Bug Reference

CLOUDSTACK-10066

Branch

Master, patches will be submitted to the review board.

Introduction

Purpose


Currently CloudStack supports VM snapshots for VMware. This feature will add the support for VM Snapshots in Hyper-V.

References


Document History


Author
Description
Date
Anshul GangwarInitial revision. 

Glossary


VM - virtual machine running on hypervisor

VM Snapshot - A Hyper-V snapshot is an encapsulation of a running VM’s state, data, and hardware configuration

 

Feature Specifications

VM Snapshot creation

  • VM snapshots form a tree structure, each VM snapshot can have one(or zero) parent snapshot.
  • A current snapshot refers to the most recent snapshot compared to the current state of the VM (although a domain might have snapshots without a current snapshot if snapshots have been deleted in the meantime)
  • Two types of snapshots: disk, which takes a snapshot of all disks of specified VM; disk and memory, which takes CPU/memory snapshot in addition to disks snapshot.
  • Support disk snapshot when specified VM is in running and stopped state
  • Support disk and memory snapshot when specified VM is in running state

VM Snapshot limitations

  • Detaching/attaching VM volume is not allowed if there are VM snapshots because any changes to the disk layout will break the semantics of VM-based snapshot
  • VM's memory snapshots will be automatically discarded if VM's service offering is upgraded.
  • VM snapshot operations and volume snapshot operations can not be performed concurrently.
  • For one VM, only one VM snapshot operation is allowed at a time. (no concurrent operations)
  • Customers should only use CS to take a snapshot.
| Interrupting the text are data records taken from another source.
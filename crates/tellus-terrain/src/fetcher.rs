//! Fetch lifecycle state and the single-worker fetch queue.

use std::sync::Mutex;
use std::sync::atomic::{AtomicU8, Ordering};
use std::sync::Arc;
use std::thread::JoinHandle;

use crossbeam_channel::{Sender, unbounded};

use crate::generator::padded_size;
use crate::HeightMapChunk;

/// Lifecycle of a chunk's height data.
///
/// `Created → Pending → Fetched → Uploaded`, with `Failed` as the terminal
/// state of an unsuccessful fetch. The upload transition belongs to the
/// external renderer; the core only records it.
#[derive(Clone, Copy, Debug, PartialEq, Eq)]
#[repr(u8)]
pub enum FetchState {
    Created = 0,
    Pending = 1,
    Fetched = 2,
    Failed = 3,
    Uploaded = 4,
}

impl FetchState {
    fn from_u8(raw: u8) -> FetchState {
        match raw {
            0 => FetchState::Created,
            1 => FetchState::Pending,
            2 => FetchState::Fetched,
            3 => FetchState::Failed,
            _ => FetchState::Uploaded,
        }
    }
}

/// Height samples and their range, produced once by the fetch worker.
#[derive(Debug)]
pub struct FetchedData {
    /// Row-major padded sample grid, nominally in `[0, 1]`.
    pub samples: Vec<f32>,
    pub min_height: f32,
    pub max_height: f32,
}

/// Shared handoff cell between a quadtree node and the fetch worker.
///
/// The worker writes `data` and then flips `state` with `Release`; the
/// interactive thread observes the flip with `Acquire` before touching the
/// samples. Single writer, single reader, no further mutation after the
/// handoff.
pub struct FetchSlot {
    chunk: HeightMapChunk,
    mesh_size: u32,
    state: AtomicU8,
    data: Mutex<Option<FetchedData>>,
}

impl FetchSlot {
    #[must_use]
    pub fn new(chunk: HeightMapChunk, mesh_size: u32) -> Arc<FetchSlot> {
        Arc::new(FetchSlot {
            chunk,
            mesh_size,
            state: AtomicU8::new(FetchState::Created as u8),
            data: Mutex::new(None),
        })
    }

    #[must_use]
    pub fn chunk(&self) -> &HeightMapChunk {
        &self.chunk
    }

    #[must_use]
    pub fn state(&self) -> FetchState {
        FetchState::from_u8(self.state.load(Ordering::Acquire))
    }

    /// Whether height data is available (fetched, possibly already uploaded).
    #[must_use]
    pub fn is_fetched(&self) -> bool {
        matches!(self.state(), FetchState::Fetched | FetchState::Uploaded)
    }

    #[must_use]
    pub fn is_uploaded(&self) -> bool {
        self.state() == FetchState::Uploaded
    }

    #[must_use]
    pub fn is_failed(&self) -> bool {
        self.state() == FetchState::Failed
    }

    pub(crate) fn mark_pending(&self) {
        self.state
            .store(FetchState::Pending as u8, Ordering::Release);
    }

    /// Run the fetch synchronously on the calling thread.
    ///
    /// Used by the worker for queued slots and directly for root nodes,
    /// which must have data before the first frame.
    pub fn fetch_blocking(&self) {
        let padded = padded_size(self.mesh_size);
        let mut samples = vec![0.0f32; padded * padded];
        let result = self.chunk.fetch_data(self.mesh_size, &mut samples);

        match result {
            Ok(()) => {
                let mut min_height = f32::MAX;
                let mut max_height = f32::MIN;
                for &value in &samples {
                    min_height = min_height.min(value);
                    max_height = max_height.max(value);
                }
                *self.data.lock().unwrap() = Some(FetchedData {
                    samples,
                    min_height,
                    max_height,
                });
                self.state
                    .store(FetchState::Fetched as u8, Ordering::Release);
            }
            Err(err) => {
                tracing::warn!(
                    face = ?self.chunk.face(),
                    x = self.chunk.x(),
                    y = self.chunk.y(),
                    size = self.chunk.size(),
                    %err,
                    "height fetch failed"
                );
                self.state
                    .store(FetchState::Failed as u8, Ordering::Release);
            }
        }
    }

    /// Sampled height range, once fetched.
    #[must_use]
    pub fn height_range(&self) -> Option<(f32, f32)> {
        if !self.is_fetched() {
            return None;
        }
        self.data
            .lock()
            .unwrap()
            .as_ref()
            .map(|d| (d.min_height, d.max_height))
    }

    /// Take the sample buffer for GPU upload.
    ///
    /// Returns `None` until the fetch completes, and on every call after
    /// the first take.
    #[must_use]
    pub fn take_samples(&self) -> Option<Vec<f32>> {
        if !self.is_fetched() {
            return None;
        }
        let mut guard = self.data.lock().unwrap();
        let data = guard.as_mut()?;
        if data.samples.is_empty() {
            return None;
        }
        Some(std::mem::take(&mut data.samples))
    }

    /// Record that the renderer has created GPU resources for this chunk.
    pub fn mark_uploaded(&self) {
        debug_assert!(self.is_fetched(), "upload before fetch completed");
        self.state
            .store(FetchState::Uploaded as u8, Ordering::Release);
    }
}

/// Single-worker asynchronous fetch queue, shared by all six face trees.
///
/// One dedicated thread drains a FIFO channel, so fetches are serialized
/// and strictly ordered by enqueue time. There is no priority and no
/// cancellation; a stale fetch for a node the camera has left simply
/// completes. Dropping the fetcher closes the queue and joins the worker,
/// which is what makes terrain regeneration stop-the-world.
pub struct DataFetcher {
    sender: Option<Sender<Arc<FetchSlot>>>,
    worker: Option<JoinHandle<()>>,
}

impl DataFetcher {
    #[must_use]
    pub fn new() -> DataFetcher {
        let (sender, receiver) = unbounded::<Arc<FetchSlot>>();
        let worker = std::thread::Builder::new()
            .name("terrain-fetch".into())
            .spawn(move || {
                while let Ok(slot) = receiver.recv() {
                    let start = std::time::Instant::now();
                    slot.fetch_blocking();
                    tracing::debug!(
                        face = ?slot.chunk().face(),
                        size = slot.chunk().size(),
                        elapsed_us = start.elapsed().as_micros() as u64,
                        "chunk fetched"
                    );
                }
            })
            .expect("Failed to spawn terrain fetch worker thread");

        DataFetcher {
            sender: Some(sender),
            worker: Some(worker),
        }
    }

    /// Fire-and-forget enqueue; the slot becomes `Pending` immediately.
    pub fn fetch(&self, slot: Arc<FetchSlot>) {
        slot.mark_pending();
        if let Some(sender) = &self.sender {
            // A send error means the worker is gone; the slot then stays
            // pending forever, which selection tolerates.
            let _ = sender.send(slot);
        }
    }
}

impl Default for DataFetcher {
    fn default() -> Self {
        Self::new()
    }
}

impl Drop for DataFetcher {
    fn drop(&mut self) {
        // Closing the channel lets the worker drain the backlog and exit.
        self.sender.take();
        if let Some(worker) = self.worker.take() {
            let _ = worker.join();
        }
    }
}

#[cfg(test)]
mod tests {
    use super::*;
    use crate::{FetchError, Generator, HeightMap};
    use std::sync::atomic::AtomicUsize;
    use tellus_cubesphere::Face;

    /// Generator that records fetch order and tracks worker concurrency.
    struct RecordingGenerator {
        size: u32,
        order: Mutex<Vec<(u32, u32)>>,
        active: AtomicUsize,
        max_active: AtomicUsize,
        fail: bool,
    }

    impl RecordingGenerator {
        fn new(size: u32, fail: bool) -> RecordingGenerator {
            RecordingGenerator {
                size,
                order: Mutex::new(Vec::new()),
                active: AtomicUsize::new(0),
                max_active: AtomicUsize::new(0),
                fail,
            }
        }
    }

    impl Generator for RecordingGenerator {
        fn fetch_data(
            &self,
            dest_size: u32,
            _face: Face,
            x: u32,
            y: u32,
            _size: u32,
            out: &mut [f32],
        ) -> Result<(), FetchError> {
            let running = self.active.fetch_add(1, Ordering::SeqCst) + 1;
            self.max_active.fetch_max(running, Ordering::SeqCst);
            std::thread::sleep(std::time::Duration::from_millis(2));

            self.order.lock().unwrap().push((x, y));
            let padded = padded_size(dest_size);
            for v in out.iter_mut().take(padded * padded) {
                *v = 0.5;
            }
            self.active.fetch_sub(1, Ordering::SeqCst);
            if self.fail {
                Err(FetchError::OutOfBounds {
                    x,
                    y,
                    size: 0,
                    face_size: self.size,
                })
            } else {
                Ok(())
            }
        }

        fn size(&self) -> u32 {
            self.size
        }
    }

    fn slots_for(
        generator: &Arc<RecordingGenerator>,
        coords: &[(u32, u32)],
    ) -> Vec<Arc<FetchSlot>> {
        let map = Arc::new(HeightMap::new(generator.clone() as Arc<dyn Generator>));
        coords
            .iter()
            .map(|&(x, y)| FetchSlot::new(map.clone().chunk(Face::Top, x, y, 32), 33))
            .collect()
    }

    #[test]
    fn test_fetches_complete_in_fifo_order() {
        let generator = Arc::new(RecordingGenerator::new(256, false));
        let slots = slots_for(&generator, &[(0, 0), (32, 0), (64, 0)]);

        {
            let fetcher = DataFetcher::new();
            for slot in &slots {
                fetcher.fetch(slot.clone());
                assert_eq!(slot.state(), FetchState::Pending);
            }
            // Drop joins the worker after the backlog drains.
        }

        for slot in &slots {
            assert!(slot.is_fetched(), "slot not fetched after drain");
        }
        assert_eq!(
            *generator.order.lock().unwrap(),
            vec![(0, 0), (32, 0), (64, 0)],
            "fetches must run in enqueue order"
        );
    }

    #[test]
    fn test_single_worker_never_overlaps_fetches() {
        let generator = Arc::new(RecordingGenerator::new(256, false));
        let slots = slots_for(&generator, &[(0, 0), (32, 0), (64, 0), (96, 0)]);

        {
            let fetcher = DataFetcher::new();
            for slot in &slots {
                fetcher.fetch(slot.clone());
            }
        }

        assert_eq!(
            generator.max_active.load(Ordering::SeqCst),
            1,
            "at most one fetch may be in flight"
        );
    }

    #[test]
    fn test_failed_fetch_never_reports_fetched() {
        let generator = Arc::new(RecordingGenerator::new(256, true));
        let slots = slots_for(&generator, &[(0, 0)]);

        {
            let fetcher = DataFetcher::new();
            fetcher.fetch(slots[0].clone());
        }

        assert!(slots[0].is_failed());
        assert!(!slots[0].is_fetched());
        assert!(slots[0].height_range().is_none());
        assert!(slots[0].take_samples().is_none());
    }

    #[test]
    fn test_take_samples_hands_off_exactly_once() {
        let generator = Arc::new(RecordingGenerator::new(256, false));
        let slots = slots_for(&generator, &[(0, 0)]);
        slots[0].mark_pending();
        slots[0].fetch_blocking();

        let samples = slots[0].take_samples().expect("first take yields samples");
        assert_eq!(samples.len(), padded_size(33) * padded_size(33));
        assert!(slots[0].take_samples().is_none(), "second take must be empty");

        // The height range survives the take.
        assert_eq!(slots[0].height_range(), Some((0.5, 0.5)));
    }

    #[test]
    fn test_mark_uploaded_transitions_state() {
        let generator = Arc::new(RecordingGenerator::new(256, false));
        let slots = slots_for(&generator, &[(0, 0)]);
        slots[0].fetch_blocking();

        assert!(slots[0].is_fetched());
        assert!(!slots[0].is_uploaded());
        slots[0].mark_uploaded();
        assert!(slots[0].is_uploaded());
        assert!(slots[0].is_fetched(), "uploaded still counts as fetched");
    }
}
CS maintains the tree in database, out-of-band snapshots will not be tracked or sync to CS
  • Limit per account not supported
  • Recurring snapshot not supported

VM Snapshot deletion

  • Deleting a snapshot should not have any impact to its subsequent snapshots
  • Snapshots will be destroyed when VM is destroyed

VM Snapshot revert

  • Revert VM from running/stopped to a disk+memory snapshot, result in running state
  • Revert VM from running/stopped to a disk snapshot, result in stopped state

VM Snapshot List

  • Can list with commonly used parameters, like vmId, account, domainId, state..etc
  • Support query by keyword (unimplemented)

Performance consideration

  • Both create and revert should be completed on the scale of seconds
  • As the number snapshots for one VM grows, performance may downgrade. Users should have the awareness to control the length of VM snapshot chain.


Use cases

  • Create snapshot for a specified VM
  • Revert VM to a specified snapshot
  • Delete a specified snapshot
  • List snapshots for a specified VM
  • Support creating of 'VM' snapshots (“preserve the state and data of a VM at a specific point in time.“) of both a powered on and powered off VM
    • Able to provide choices for  a) if memory state is needed b) if file system needs to be quiesced if the VM is powered on
  • Remove a snapshot and delete any associated storage
  • Remove all snapshots of a VM
  • Revert to a snapshot
  • Admin can place a limit on the number of stored snapshots per user
  • Users can create snapshots manually or by setting up automatic recurring snapshot policies Snapshots can be created on an hourly, daily, weekly, or monthly interval. One snapshot policy can be set up per VM
  • With each snapshot schedule, users can also specify the number of scheduled snapshots to be retained Older snapshots that exceed the retention limit are automatically deleted. 
    • This user-defined limit must be equal to or lower than the global limit set by the CloudStack administrator. 
    • The limit applies only to those snapshots that are taken as part of an automatic recurring snapshot policy. Additional manual snapshots can be created and retained

DB changes

will add as identified

Web Services APIs

Will use the following existing APIs

API

parameter

response

createVMSnapshot

  • vmId (required)

vmSnapshot

deleteVMSnapshot

  • vmSnapshotId (required)

jobid

listVMSnapshot

  • id (optional)
  • domainid (optional)
  • state (optional)
  • accountId (optional)
  • vmId (optional)

vmSnapshot[]

revertToVMSnapshot

  • vmSnapshotId (required)

VM


UI scenarios

Will use the existing UI for VM snapshots

  • Add snapshot action and [view snaptshots] in VM detail page

         

 

  • Snapshots List:

                

 

  • VM snapshot detail

                 

HighLevel WorkFlow

VMSnapshot state machine

createVMSnapshot:

Common workflow

  1. Check authority, concurrency, existence.
  2. Allocate VM snapshot entry in DB.
  3. Transit the VM and VM snapshot state to snapshotting/creating.
  4. Prepare TO object and CreateVMSnapshotCommand.
  5. Send the command to the agent.
  6. Update DB, like current/parent fields or volume table, depending on CreateVMSnapshotAnswer and TO object.
  7. Transit VM and VM snapshot state.

revertToVMSnapshot:

Common workflow

  1. Check authority, concurrency, existence.
  2. Call advanceStart or advanceStop first if revert will change VM's state; for example, when reverting a stopped VM to a DiskAndMemory snapshot, we will start this VM first and then revert it.
  3. Transit the VM and VM snapshot state to reverting.
  4. Prepare TO objects and send command.
  5. Update DB with information from Answer object.
  6. Transit VM and VM snapshot state.

deleteVMSnapshot:

Unlike VM expunging, VM snapshot deletion is designed as a sync operation, there is no daemon thread scanning and expunging them.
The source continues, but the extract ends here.